I suggest you consider Next Fit Decreasing Height (NFDH) and First Fit Decreasing Height (FFDH) from Coffman et al. They are 2-optimal and 17/10-optimal, respectively, and they run in O(n log n) time.
I recommend you first try NFDH: sort in decreasing order, store the result in a linked list, then repeatedly try to insert the items starting from the beginning (largest values first) until you have filled the bin or there is no more items that can be inserted. Then go to the next bin and so on.
References:
Owen Kaser, Daniel Lemire, Tag-Cloud Drawing: Algorithms for Cloud Visualization, Tagging and Metadata for Social Information Organization (WWW 2007), 2007. (See Section 5.1 for a related discussion.)
E. G. Coffman, Jr., M. R. Garey, D. S. Johnson, and R. E. Tarjan. Performance bounds for level-oriented two-dimensional packing algorithms. SIAM J. Comput., 9(4):808–826, 1980.
But if increase the size of my array to more than 6 elements, it
becomes extremely slow -- takes about 25 seconds to solve an array
containing 8 elements Can you tell me if theres anything wrong with
the algorithm?
That's normal with brute force. Brute force does not scale at all.
In your case: Bin size = 30, total items = 27, at least 3 bins are needed.
You could try first fit decreasing, and it works!

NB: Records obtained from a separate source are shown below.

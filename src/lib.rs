//! DBCluster Controller Library
//!
//! Lifecycle hooks that adapt a generic managed-resource converge loop to
//! AWS RDS DB clusters: status interpretation, drift detection, master
//! password provisioning, delete-time snapshot policy and describe-response
//! filtering.
//!
//! ## Quick Start
//!
//! ```rust
//! use dbcluster_controller::prelude::*;
//! ```

pub mod config;
pub mod constants;
pub mod controller;
pub mod crd;
pub mod observability;
pub mod password;
pub mod prelude;
pub mod provider;
pub mod secrets;
//! Pure-Rust client side of the D-Bus wire protocol.
//!
//! DBus Specification:
//! https://dbus.freedesktop.org/doc/dbus-specification.html#message-protocol-marshaling
//!
//! Three pieces make up the crate:
//!
//! - [type_system]: the D-Bus type system, with marshalling and
//!   unmarshalling of values against the alignment rules.
//! - [message_protocol]: messages (header, header fields, body) and the
//!   frame codec.
//! - [connection]: the SASL-style authentication handshake and the
//!   connection that multiplexes method calls, replies and signals over
//!   one stream transport.

pub mod connection;
pub mod message_protocol;
pub mod type_system;

pub use connection::auth::AuthMechanism;
pub use connection::Config;
pub use connection::Connection;
pub use connection::Handle;
pub use connection::Replies;
pub use message_protocol::Body;
pub use message_protocol::Message;
pub use message_protocol::MessageType;
pub use type_system::signature::SignatureError;
pub use type_system::unmarshal::UnmarshalError;
pub use type_system::Endianness;

#[derive(thiserror::Error, Debug)]
pub enum Error {
    #[error(transparent)]
    Io(#[from] std::io::Error),

    /// A length did not fit the width its wire representation gives it.
    #[error(transparent)]
    TryFromIntError(#[from] std::num::TryFromIntError),

    #[error(transparent)]
    Signature(#[from] type_system::signature::SignatureError),

    #[error(transparent)]
    Unmarshal(#[from] type_system::unmarshal::UnmarshalError),

    #[error("invalid name: {0}")]
    InvalidName(String),

    #[error("message has no serial")]
    MissingSerial,

    #[error("failed AUTH: {0}")]
    InvalidAuthCommand(String),

    #[error("not connected")]
    NotConnected,

    #[error("cancelled")]
    Cancelled,
}

pub type Result<T> = std::result::Result<T, Error>;

pub const MAJOR_PROTOCOL_VERSION: u8 = 1;
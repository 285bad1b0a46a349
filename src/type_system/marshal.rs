//! Marshalling of values into wire bytes.
//!
//! The [Encoder] owns the output buffer of one frame. Alignment is always
//! computed from the start of that buffer, which is also the start of the
//! marshalled frame (a message body is marshalled into its own encoder,
//! which works out because bodies begin on an 8-byte boundary).

use std::convert::TryFrom;

use super::signature::Signature;
use super::types::*;
use super::Endianness;

#[derive(Debug, Default)]
pub struct Encoder {
    pub buf: Vec<u8>,
}

/// Marshal a value into the encoder, padding to the value's alignment
/// boundary first.
pub trait Marshal<T> {
    fn marshal(&mut self, t: &T, endianness: Endianness) -> crate::Result<()>;
}

impl Encoder {
    pub fn finish(self) -> Vec<u8> {
        self.buf
    }

    /// Push null bytes until aligned.
    pub fn align(&mut self, alignment: usize) {
        debug_assert!(
            [1, 2, 4, 8].contains(&alignment),
            "alignment is always 1, 2, 4 or 8"
        );

        while self.buf.len() % alignment != 0 {
            self.buf.push(0);
        }
    }

    pub fn push_u16(&mut self, value: u16, endianness: Endianness) {
        let bytes = match endianness {
            Endianness::BigEndian => value.to_be_bytes(),
            Endianness::LittleEndian => value.to_le_bytes(),
        };
        self.buf.extend_from_slice(&bytes);
    }

    pub fn push_u32(&mut self, value: u32, endianness: Endianness) {
        let bytes = match endianness {
            Endianness::BigEndian => value.to_be_bytes(),
            Endianness::LittleEndian => value.to_le_bytes(),
        };
        self.buf.extend_from_slice(&bytes);
    }

    pub fn push_u64(&mut self, value: u64, endianness: Endianness) {
        let bytes = match endianness {
            Endianness::BigEndian => value.to_be_bytes(),
            Endianness::LittleEndian => value.to_le_bytes(),
        };
        self.buf.extend_from_slice(&bytes);
    }

    /// Reserve N bytes and return a closure that can be called to set the
    /// bytes later.
    ///
    /// This pushes N null bytes, and the returned closure remembers their
    /// index and overwrites them when called. Intended for length-value
    /// encoding where the length isn't known up front.
    pub fn reserve_n_bytes<const N: usize>(&mut self) -> impl FnOnce(&mut Encoder, [u8; N]) {
        let idx = self.buf.len();

        self.buf.extend_from_slice(&[0; N]);

        move |encoder: &mut Encoder, values: [u8; N]| {
            encoder.buf[idx..idx + N].copy_from_slice(&values);
        }
    }
}

impl Marshal<Type> for Encoder {
    fn marshal(&mut self, t: &Type, endianness: Endianness) -> crate::Result<()> {
        match t {
            Type::Basic(inner) => self.marshal(inner, endianness),
            Type::Container(inner) => self.marshal(inner, endianness),
        }
    }
}

impl Marshal<BasicType> for Encoder {
    fn marshal(&mut self, t: &BasicType, endianness: Endianness) -> crate::Result<()> {
        match t {
            BasicType::DBusByte(inner) => self.marshal(inner, endianness),
            BasicType::DBusBoolean(inner) => self.marshal(inner, endianness),
            BasicType::DBusInt16(inner) => self.marshal(inner, endianness),
            BasicType::DBusUint16(inner) => self.marshal(inner, endianness),
            BasicType::DBusInt32(inner) => self.marshal(inner, endianness),
            BasicType::DBusUint32(inner) => self.marshal(inner, endianness),
            BasicType::DBusInt64(inner) => self.marshal(inner, endianness),
            BasicType::DBusUint64(inner) => self.marshal(inner, endianness),
            BasicType::DBusDouble(inner) => self.marshal(inner, endianness),
            BasicType::DBusString(inner) => self.marshal(inner, endianness),
            BasicType::DBusObjectPath(inner) => self.marshal(inner, endianness),
            BasicType::DBusSignature(inner) => self.marshal(inner, endianness),
            BasicType::DBusUnixFileDescriptor(inner) => self.marshal(inner, endianness),
        }
    }
}

impl Marshal<ContainerType> for Encoder {
    fn marshal(&mut self, t: &ContainerType, endianness: Endianness) -> crate::Result<()> {
        match t {
            ContainerType::DBusArray(inner) => self.marshal(inner, endianness),
            ContainerType::DBusStruct(inner) => self.marshal(inner, endianness),
            ContainerType::DBusVariant(inner) => self.marshal(inner, endianness),
            ContainerType::DBusDictEntry(inner) => self.marshal(inner, endianness),
        }
    }
}

impl Marshal<DBusByte> for Encoder {
    fn marshal(&mut self, t: &DBusByte, _endianness: Endianness) -> crate::Result<()> {
        self.buf.push(t.u8);
        Ok(())
    }
}

impl Marshal<DBusBoolean> for Encoder {
    fn marshal(&mut self, t: &DBusBoolean, endianness: Endianness) -> crate::Result<()> {
        // Booleans take a full u32 on the wire.
        let value: u32 = if t.bool { 1 } else { 0 };
        self.marshal(&DBusUint32 { u32: value }, endianness)
    }
}

impl Marshal<DBusInt16> for Encoder {
    fn marshal(&mut self, t: &DBusInt16, endianness: Endianness) -> crate::Result<()> {
        self.align(2);
        self.push_u16(t.i16 as u16, endianness);
        Ok(())
    }
}

impl Marshal<DBusUint16> for Encoder {
    fn marshal(&mut self, t: &DBusUint16, endianness: Endianness) -> crate::Result<()> {
        self.align(2);
        self.push_u16(t.u16, endianness);
        Ok(())
    }
}

impl Marshal<DBusInt32> for Encoder {
    fn marshal(&mut self, t: &DBusInt32, endianness: Endianness) -> crate::Result<()> {
        self.align(4);
        self.push_u32(t.i32 as u32, endianness);
        Ok(())
    }
}

impl Marshal<DBusUint32> for Encoder {
    fn marshal(&mut self, t: &DBusUint32, endianness: Endianness) -> crate::Result<()> {
        self.align(4);
        self.push_u32(t.u32, endianness);
        Ok(())
    }
}

impl Marshal<DBusInt64> for Encoder {
    fn marshal(&mut self, t: &DBusInt64, endianness: Endianness) -> crate::Result<()> {
        self.align(8);
        self.push_u64(t.i64 as u64, endianness);
        Ok(())
    }
}

impl Marshal<DBusUint64> for Encoder {
    fn marshal(&mut self, t: &DBusUint64, endianness: Endianness) -> crate::Result<()> {
        self.align(8);
        self.push_u64(t.u64, endianness);
        Ok(())
    }
}

impl Marshal<DBusDouble> for Encoder {
    fn marshal(&mut self, t: &DBusDouble, endianness: Endianness) -> crate::Result<()> {
        // The IEEE-754 bit pattern moves as a u64.
        self.align(8);
        self.push_u64(t.f64.to_bits(), endianness);
        Ok(())
    }
}

impl Marshal<DBusString> for Encoder {
    fn marshal(&mut self, t: &DBusString, endianness: Endianness) -> crate::Result<()> {
        self.align(4);

        // Length of the string in bytes, excluding the terminating null.
        let length = u32::try_from(t.string.len())?;
        self.push_u32(length, endianness);

        // Rust strings are UTF-8, as are D-Bus strings.
        self.buf.extend_from_slice(t.string.as_bytes());

        // Terminating null byte.
        self.buf.push(0x00);

        Ok(())
    }
}

impl Marshal<DBusObjectPath> for Encoder {
    fn marshal(&mut self, t: &DBusObjectPath, endianness: Endianness) -> crate::Result<()> {
        // Marshals the same way as DBusString.
        self.marshal(&t.dbus_string, endianness)
    }
}

impl Marshal<DBusSignature> for Encoder {
    fn marshal(&mut self, t: &DBusSignature, _endianness: Endianness) -> crate::Result<()> {
        // Single length byte, no alignment.
        let specify_length = self.reserve_n_bytes::<1>();

        let offset_first_byte = self.buf.len();

        for single_complete_type_signature in &t.vec {
            self.buf
                .extend_from_slice(&single_complete_type_signature.serialize());
        }

        let length = u8::try_from(self.buf.len() - offset_first_byte)?;
        specify_length(self, length.to_be_bytes());

        // Terminating null byte.
        self.buf.push(0x00);

        Ok(())
    }
}

impl Marshal<DBusUnixFileDescriptor> for Encoder {
    fn marshal(
        &mut self,
        t: &DBusUnixFileDescriptor,
        endianness: Endianness,
    ) -> crate::Result<()> {
        // Only the index into the descriptor list is marshalled.
        self.align(4);
        self.push_u32(t.index, endianness);
        Ok(())
    }
}

impl Marshal<DBusVariant> for Encoder {
    fn marshal(&mut self, t: &DBusVariant, endianness: Endianness) -> crate::Result<()> {
        // Single complete type signature of the contained value.
        let dbus_signature = DBusSignature {
            vec: vec![t.variant.signature()],
        };

        // Variant signature, then the value, which aligns itself.
        self.marshal(&dbus_signature, endianness)?;
        self.marshal(&*t.variant, endianness)?;

        Ok(())
    }
}

impl Marshal<DBusArray> for Encoder {
    fn marshal(&mut self, t: &DBusArray, endianness: Endianness) -> crate::Result<()> {
        // The array is length-value encoded, and the length is 4-aligned.
        self.align(4);

        // Reserve 4 bytes for the length. We don't know it yet.
        let specify_length = self.reserve_n_bytes::<4>();

        // Padding between the length and the first item does not count
        // towards the array length; padding between items does.
        self.align(t.item_type.marshalling_boundary());

        let offset_first_item = self.buf.len();

        for item in &t.items {
            debug_assert_eq!(item.signature(), t.item_type, "item matches the array type");
            self.marshal(item, endianness)?;
        }

        let array_data_length = u32::try_from(self.buf.len() - offset_first_item)?;
        let length_bytes = match endianness {
            Endianness::BigEndian => array_data_length.to_be_bytes(),
            Endianness::LittleEndian => array_data_length.to_le_bytes(),
        };
        specify_length(self, length_bytes);

        Ok(())
    }
}

impl Marshal<DBusStruct> for Encoder {
    fn marshal(&mut self, t: &DBusStruct, endianness: Endianness) -> crate::Result<()> {
        // Structs start on an 8-byte boundary regardless of their fields.
        self.align(8);

        for field in &t.fields {
            self.marshal(field, endianness)?;
        }

        Ok(())
    }
}

impl Marshal<DBusDictEntry> for Encoder {
    fn marshal(&mut self, t: &DBusDictEntry, endianness: Endianness) -> crate::Result<()> {
        // Like a two-field struct: 8-aligned, key then value.
        self.align(8);

        self.marshal(&t.key, endianness)?;
        self.marshal(&*t.value, endianness)?;

        Ok(())
    }
}
//! [Signature] trait to get a [SingleCompleteTypeSignature] for a value.

use super::SingleCompleteTypeSignature;
use crate::type_system::types::*;

pub trait Signature {
    fn signature(&self) -> SingleCompleteTypeSignature;
}

impl Signature for Type {
    fn signature(&self) -> SingleCompleteTypeSignature {
        match self {
            Type::Basic(inner) => inner.signature(),
            Type::Container(inner) => inner.signature(),
        }
    }
}

impl Signature for BasicType {
    fn signature(&self) -> SingleCompleteTypeSignature {
        match self {
            BasicType::DBusByte(inner) => inner.signature(),
            BasicType::DBusBoolean(inner) => inner.signature(),
            BasicType::DBusInt16(inner) => inner.signature(),
            BasicType::DBusUint16(inner) => inner.signature(),
            BasicType::DBusInt32(inner) => inner.signature(),
            BasicType::DBusUint32(inner) => inner.signature(),
            BasicType::DBusInt64(inner) => inner.signature(),
            BasicType::DBusUint64(inner) => inner.signature(),
            BasicType::DBusDouble(inner) => inner.signature(),
            BasicType::DBusString(inner) => inner.signature(),
            BasicType::DBusObjectPath(inner) => inner.signature(),
            BasicType::DBusSignature(inner) => inner.signature(),
            BasicType::DBusUnixFileDescriptor(inner) => inner.signature(),
        }
    }
}

impl Signature for ContainerType {
    fn signature(&self) -> SingleCompleteTypeSignature {
        match self {
            ContainerType::DBusArray(inner) => inner.signature(),
            ContainerType::DBusStruct(inner) => inner.signature(),
            ContainerType::DBusVariant(inner) => inner.signature(),
            ContainerType::DBusDictEntry(inner) => inner.signature(),
        }
    }
}

/// Implement [Signature] for types whose signature has no inner structure.
macro_rules! impl_to_signature {
    ($name:ident) => {
        impl Signature for $name {
            fn signature(&self) -> SingleCompleteTypeSignature {
                SingleCompleteTypeSignature::$name
            }
        }
    };
}

impl_to_signature!(DBusByte);
impl_to_signature!(DBusBoolean);
impl_to_signature!(DBusInt16);
impl_to_signature!(DBusUint16);
impl_to_signature!(DBusInt32);
impl_to_signature!(DBusUint32);
impl_to_signature!(DBusInt64);
impl_to_signature!(DBusUint64);
impl_to_signature!(DBusDouble);
impl_to_signature!(DBusString);
impl_to_signature!(DBusObjectPath);
impl_to_signature!(DBusSignature);
impl_to_signature!(DBusUnixFileDescriptor);
impl_to_signature!(DBusVariant);

impl Signature for DBusArray {
    fn signature(&self) -> SingleCompleteTypeSignature {
        SingleCompleteTypeSignature::DBusArray(Box::new(self.item_type.clone()))
    }
}

impl Signature for DBusStruct {
    fn signature(&self) -> SingleCompleteTypeSignature {
        SingleCompleteTypeSignature::DBusStruct {
            fields: self.fields.iter().map(|field| field.signature()).collect(),
        }
    }
}

impl Signature for DBusDictEntry {
    fn signature(&self) -> SingleCompleteTypeSignature {
        SingleCompleteTypeSignature::DBusDictEntry {
            key: Box::new(self.key.signature()),
            value: Box::new(self.value.signature()),
        }
    }
}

More ways to improve: With 3 bins and 27 size units, you will have 3 units of space left over. Which means you can ignore the item of size 1; if you fit the others into 3 bins, it will fit somewhere. That leaves you with 26 size units. That means you will have at least two units empty in one bin. If you had items of size 2, you could ignore them as well because they would fit. If you had two items of size 2, you could ignore items of size 3 as well.
You have two items of size 7 + 3 which is exactly the bin size. There is always an optimal solution where these two are in the same bin: If the "7" were with other items, their size would be 3 or less, so you could swap them with the "3" if it is in another bin.
Another method: If you have k items >= bin size / 2 (you can't have two items equal to bin size / 2 at this point), then you need k bins. This might increase the minimum number of bins that you estimated initially which in turn increases the guaranteed empty space in all bins which increases the minimum size of leftover space in one bin. If for j = 1, 2, ..., k you can fit all items with them into j bins that could possibly fit into the same bin, then this is optimal. For example, if you had sizes 8, 1, 1 but no size 2, then 8+1+1 in a bin would be optimal. Since you have 8 + 4 + 4 left, and nothing fits with the 8, "8" alone in its bin is optimal. (If you had items of sizes 8, 8, 8, 2, 1, 1, 1 and nothing else of size 2, packing them into three bins would be optimal).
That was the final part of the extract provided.